PhD Final Defense – Amr Ibrahim
- Event Type
- Seminar/Symposium
- Sponsor
- Department of Civil and Environmental Engineering
- Location
- Newmark 2218
- Date
- Jan 9, 2026 9:00 am
- Originating Calendar
- CEE Seminars and Conferences
Multiphysics Modeling of Earthquake Cycles and Dynamic Rupture Processes in Complex Fault Zones
Advisor: Professor Ahmed Elbanna
Abstract
Earthquakes rank among the most devastating natural hazards, causing widespread humanitarian and economic losses worldwide. Understanding the physical mechanisms governing earthquake cycles remains a fundamental challenge. A major obstacle stems from data scarcity—large earthquakes are infrequent, and instrumental records span only decades while fault systems evolve over centuries. This gap necessitates physics-based models capable of capturing the full spectrum of fault slip behaviors across multiple spatial and temporal scales. This dissertation develops advanced computational frameworks integrating inelastic deformation, material heterogeneity, fluid–solid coupling, and damage evolution to investigate how these mechanisms govern earthquake cycles and rupture dynamics.

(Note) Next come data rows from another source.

impl BuildObject {
    /// Creates a rune-free object of `object_type` at the provided grid cell.
    #[must_use]
    pub fn new(grid_x: u32, grid_y: u32, object_type: impl Into<String>) -> Self {
        Self {
            grid_x,
            grid_y,
            object_type: object_type.into(),
            has_rune: false,
        }
    }

    /// Grid column of the object.
    #[must_use]
    pub const fn grid_x(&self) -> u32 {
        self.grid_x
    }

    /// Grid row of the object.
    #[must_use]
    pub const fn grid_y(&self) -> u32 {
        self.grid_y
    }

    /// Cell occupied by the object.
    #[must_use]
    pub const fn cell(&self) -> CellCoord {
        CellCoord::new(self.grid_x, self.grid_y)
    }

    /// Free-form appearance tag, for example `"chest"`.
    #[must_use]
    pub fn object_type(&self) -> &str {
        &self.object_type
    }

    /// Reports whether the object currently hides the rune.
    #[must_use]
    pub const fn has_rune(&self) -> bool {
        self.has_rune
    }
}

/// Errors surfaced by registry import and export.
#[derive(Debug, Error)]
pub enum RegistryError {
    /// The world document was not valid JSON of the expected shape.
    #[error("malformed world document: {0}")]
    MalformedJson(#[source] serde_json::Error),
    /// The registry could not be serialised.
    #[error("failed to serialise world document: {0}")]
    Export(#[source] serde_json::Error),
}
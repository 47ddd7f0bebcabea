#![deny(
    unsafe_code,
    missing_docs,
    dead_code,
    unused_results,
    non_snake_case,
    unreachable_pub
)]

//! Headless command-line runner for Rune Hall halls.
//!
//! Loads a world document and optional tuning, plays the active hall at a
//! fixed frame rate and logs every simulation event through `tracing`.

mod autopilot;

use std::{fs, path::PathBuf, time::Duration};

use anyhow::{Context, Result};
use clap::Parser;
use rune_hall_core::HallName;
use rune_hall_session::{Session, SessionStatus, SessionTuning};
use rune_hall_world::{query, CollisionMap};
use tracing::{debug, info, warn};
use tracing_subscriber::{layer::SubscriberExt, util::SubscriberInitExt};

use crate::autopilot::Autopilot;

const DEFAULT_COLUMNS: u32 = 24;
const DEFAULT_ROWS: u32 = 16;

/// Runs a Rune Hall hall without a window.
#[derive(Debug, Parser)]
#[command(name = "rune-hall")]
#[command(about = "Headless Rune Hall simulation runner", long_about = None)]
#[command(version)]
struct Cli {
    /// World JSON document listing the build objects of every hall.
    #[arg(short, long)]
    world: Option<PathBuf>,

    /// TOML tuning overriding the default spawn rates, cooldowns and budgets.
    #[arg(short, long)]
    tuning: Option<PathBuf>,

    /// Hall layout drawn with `#` walls and `.` floor, one row per line.
    #[arg(short, long)]
    layout: Option<PathBuf>,

    /// Overrides the seed from the tuning document.
    #[arg(long)]
    seed: Option<u64>,

    /// In-game seconds to simulate per hall.
    #[arg(short, long, default_value_t = 60)]
    seconds: u64,

    /// Frames rendered per real second.
    #[arg(long, default_value_t = 60, value_parser = clap::value_parser!(u32).range(1..=1000))]
    fps: u32,

    /// Search the hall by clicking one build object per second.
    #[arg(long)]
    autopilot: bool,

    /// Move on to the next hall after completing one.
    #[arg(long)]
    all_halls: bool,

    /// Enable verbose output
    #[arg(short, long)]
    verbose: bool,
}

fn main() -> Result<()> {
    let cli = Cli::parse();
    init_tracing(cli.verbose);

    let mut tuning = match &cli.tuning {
        Some(path) => {
            let contents = fs::read_to_string(path)
                .with_context(|| format!("failed to read tuning at {}", path.display()))?;
            SessionTuning::from_toml_str(&contents)
                .with_context(|| format!("invalid tuning in {}", path.display()))?
        }
        None => SessionTuning::default(),
    };
    if let Some(seed) = cli.seed {
        tuning.seed = seed;
    }

    let map = load_map(cli.layout.as_ref(), tuning.tile_length)?;
    let document = cli
        .world
        .as_ref()
        .map(|path| {
            fs::read_to_string(path)
                .with_context(|| format!("failed to read world document at {}", path.display()))
        })
        .transpose()?;

    let mut session = Session::new(map.clone(), tuning);
    let mut events = Vec::new();
    match session.load_world(document.as_deref(), &mut events) {
        Ok(report) => info!(
            objects = report.objects,
            skipped = report.skipped_halls.len(),
            budget = session.clock().initial_secs,
            "world loaded"
        ),
        Err(error) => warn!(
            %error,
            budget = session.clock().initial_secs,
            "malformed world document, playing an empty hall"
        ),
    }
    log_events(&events);

    let frame = Duration::from_nanos(1_000_000_000 / u64::from(cli.fps));
    let mut autopilot = Autopilot::new();
    loop {
        let hall = query::hall(session.world());
        let status = play_hall(&mut session, &mut autopilot, &cli, frame);
        println!("{}", summary(&session, hall, status));

        let next = match (status, hall.next()) {
            (SessionStatus::Completed, Some(next)) if cli.all_halls => next,
            _ => break,
        };
        let mut events = Vec::new();
        session.enter_hall(next, map.clone(), &mut events);
        log_events(&events);
        autopilot.restart();
    }
    Ok(())
}

fn init_tracing(verbose: bool) {
    let filter = if verbose { "debug" } else { "info" };
    tracing_subscriber::registry()
        .with(
            tracing_subscriber::EnvFilter::try_from_default_env().unwrap_or_else(|_| filter.into()),
        )
        .with(
            tracing_subscriber::fmt::layer()
                .without_time()
                .with_writer(std::io::stderr),
        )
        .init();
}

fn load_map(layout: Option<&PathBuf>, tile_length: f32) -> Result<CollisionMap> {
    let Some(path) = layout else {
        return Ok(CollisionMap::walled(
            DEFAULT_COLUMNS,
            DEFAULT_ROWS,
            tile_length,
        ));
    };
    let contents = fs::read_to_string(path)
        .with_context(|| format!("failed to read layout at {}", path.display()))?;
    let rows: Vec<&str> = contents.lines().collect();
    CollisionMap::from_rows(&rows, tile_length)
        .with_context(|| format!("invalid layout in {}", path.display()))
}

// Runs frames until the hall ends or the requested seconds have ticked.
fn play_hall(
    session: &mut Session,
    autopilot: &mut Autopilot,
    cli: &Cli,
    frame: Duration,
) -> SessionStatus {
    let frames_per_second = u64::from(cli.fps);
    let max_frames = cli.seconds.saturating_add(1).saturating_mul(frames_per_second);
    for _ in 0..max_frames {
        if session.status() != SessionStatus::Playing
            || session.clock().now.secs() >= cli.seconds
        {
            break;
        }
        let input = if cli.autopilot {
            autopilot.input(session)
        } else {
            Default::default()
        };
        let events = session.frame(frame, &input);
        autopilot.observe(&events);
        log_events(&events);
    }
    session.status()
}

fn log_events(events: &[rune_hall_core::Event]) {
    for event in events {
        debug!(?event, "simulation event");
    }
}

fn summary(session: &Session, hall: HallName, status: SessionStatus) -> String {
    let outcome = match status {
        SessionStatus::Playing => "still playing".to_owned(),
        SessionStatus::Completed => "completed".to_owned(),
        SessionStatus::Failed(reason) => format!("failed ({reason:?})"),
    };
    let clock = session.clock();
    let player = query::player(session.world());
    format!(
        "{hall} {outcome} at {}s with {} lives and {}s left, {} monsters roaming",
        clock.now.secs(),
        player.lives(),
        clock.remaining_secs,
        session.monsters().len()
    )
}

We first show that heterogeneous viscoplastic rheology exerts first-order control on earthquake cycle behavior. Heterogeneous plastic deformation governs rupture characteristics and partitions tectonic loading between inelastic strains and localized fault slip, together providing new physical explanations for fault segmentation, fault maturation, and seismicity shutdown. Extending this framework establishes a new paradigm for small repeating earthquakes where spontaneous segmentation reproduces observed moment-recurrence scaling and stress drops. For the first time, we capture temporal shutdown of active segments as documented in the 2004 Parkfield sequence. Notably, plastic deformation accommodates a substantial fraction of the slip budget, offering a physical resolution to the long-standing slip-deficit paradox.
We then investigate fluid–fault interactions through fully coupled poro-visco-elasto-plastic simulations. Results reveal competing mechanisms where fault destabilization governed by poroelasticity competes with energy dissipation through viscoplastic deformation. Lower yield strength zones counter-intuitively require higher critical pore pressures for rupture. Permeability evolution accelerates nucleation by creating more efficient fluid pathways, while shear-zone hydraulic properties fundamentally control induced seismicity timing and magnitude.
Finally, we develop and validate a thermodynamically consistent hydro-mechanical continuum damage-breakage formulation. We also show through fully dynamic rupture simulations that fluid inertial effects are negligible for impermeable faults. Building on this framework, 3D dynamic rupture simulations show that two-way hydro-mechanical coupling fundamentally alters rupture dynamics through pore-pressure variations, while damage evolution generates complex off-fault fracturing and modulates rupture behavior.
These advances enable more realistic seismic hazard assessment for both natural and induced seismicity.